Within the listing below, locate all lines containing the word "payload". Copy each one.

[[ MATERIALS PROVIDED, beginning ]]

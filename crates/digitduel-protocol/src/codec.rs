//! Codec trait and implementations for serializing/deserializing messages.
//!
//! A "codec" (coder/decoder) converts between Rust types and raw bytes.
//! The server doesn't care HOW messages are serialized — it just needs
//! something that implements [`Codec`].
//!
//! Currently we provide [`JsonCodec`], which browsers can speak without
//! any client library.

use serde::{de::DeserializeOwned, Serialize};

use crate::ProtocolError;

/// A codec that can encode Rust types to bytes and decode bytes back.
///
/// `Send + Sync + 'static` because one codec instance lives in the shared
/// server state and is used from every connection task.
pub trait Codec: Send + Sync + 'static {
    /// Serializes a value into bytes.
    ///
    /// # Errors
    /// Returns `ProtocolError::Encode` if serialization fails.
    fn encode<T: Serialize>(
        &self,
        value: &T,
    ) -> Result<Vec<u8>, ProtocolError>;

    /// Deserializes bytes back into a value.
    ///
    /// # Errors
    /// Returns `ProtocolError::Decode` if the bytes are malformed,
    /// incomplete, or don't match the expected type.
    fn decode<T: DeserializeOwned>(
        &self,
        data: &[u8],
    ) -> Result<T, ProtocolError>;
}

// ---------------------------------------------------------------------------
// JsonCodec
// ---------------------------------------------------------------------------

/// A [`Codec`] that uses JSON (via `serde_json`).
///
/// This is behind the `json` feature flag (enabled by default).
///
/// ## Example
///
/// ```rust
/// use digitduel_protocol::{ClientMessage, Codec, Envelope, JsonCodec, SessionCode};
///
/// let codec = JsonCodec;
///
/// let envelope = Envelope {
///     seq: 1,
///     timestamp: 5000,
///     payload: ClientMessage::JoinSession {
///         session_code: SessionCode::new("abc123"),
///     },
/// };
///
/// let bytes = codec.encode(&envelope).unwrap();
/// let decoded: Envelope<ClientMessage> = codec.decode(&bytes).unwrap();
/// assert_eq!(envelope, decoded);
/// ```
#[cfg(feature = "json")]
#[derive(Debug, Clone, Copy, Default)]
pub struct JsonCodec;

#[cfg(feature = "json")]
impl Codec for JsonCodec {
    fn encode<T: Serialize>(
        &self,
        value: &T,
    ) -> Result<Vec<u8>, ProtocolError> {
        serde_json::to_vec(value).map_err(ProtocolError::Encode)
    }

    fn decode<T: DeserializeOwned>(
        &self,
        data: &[u8],
    ) -> Result<T, ProtocolError> {
        serde_json::from_slice(data).map_err(ProtocolError::Decode)
    }
}

#[cfg(all(test, feature = "json"))]
mod tests {
    use super::*;
    use crate::{ClientMessage, Envelope, ServerMessage};

    #[test]
    fn test_json_codec_decode_error_is_decode_variant() {
        let result: Result<Envelope<ClientMessage>, _> =
            JsonCodec.decode(b"{not json");
        assert!(matches!(result, Err(ProtocolError::Decode(_))));
    }

    #[test]
    fn test_json_codec_encodes_utf8_text() {
        let env = Envelope {
            seq: 0,
            timestamp: 0,
            payload: ServerMessage::NumberSet { success: true },
        };
        let bytes = JsonCodec.encode(&env).unwrap();
        let text = std::str::from_utf8(&bytes).expect("json is utf-8");
        assert!(text.contains(r#""type":"numberSet""#));
    }
}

[[ MATERIALS PROVIDED, end ]]

▶ _EXERCISE RESULT_:
///     payload: ClientMessage::JoinSession {
            payload: ServerMessage::NumberSet { success: true },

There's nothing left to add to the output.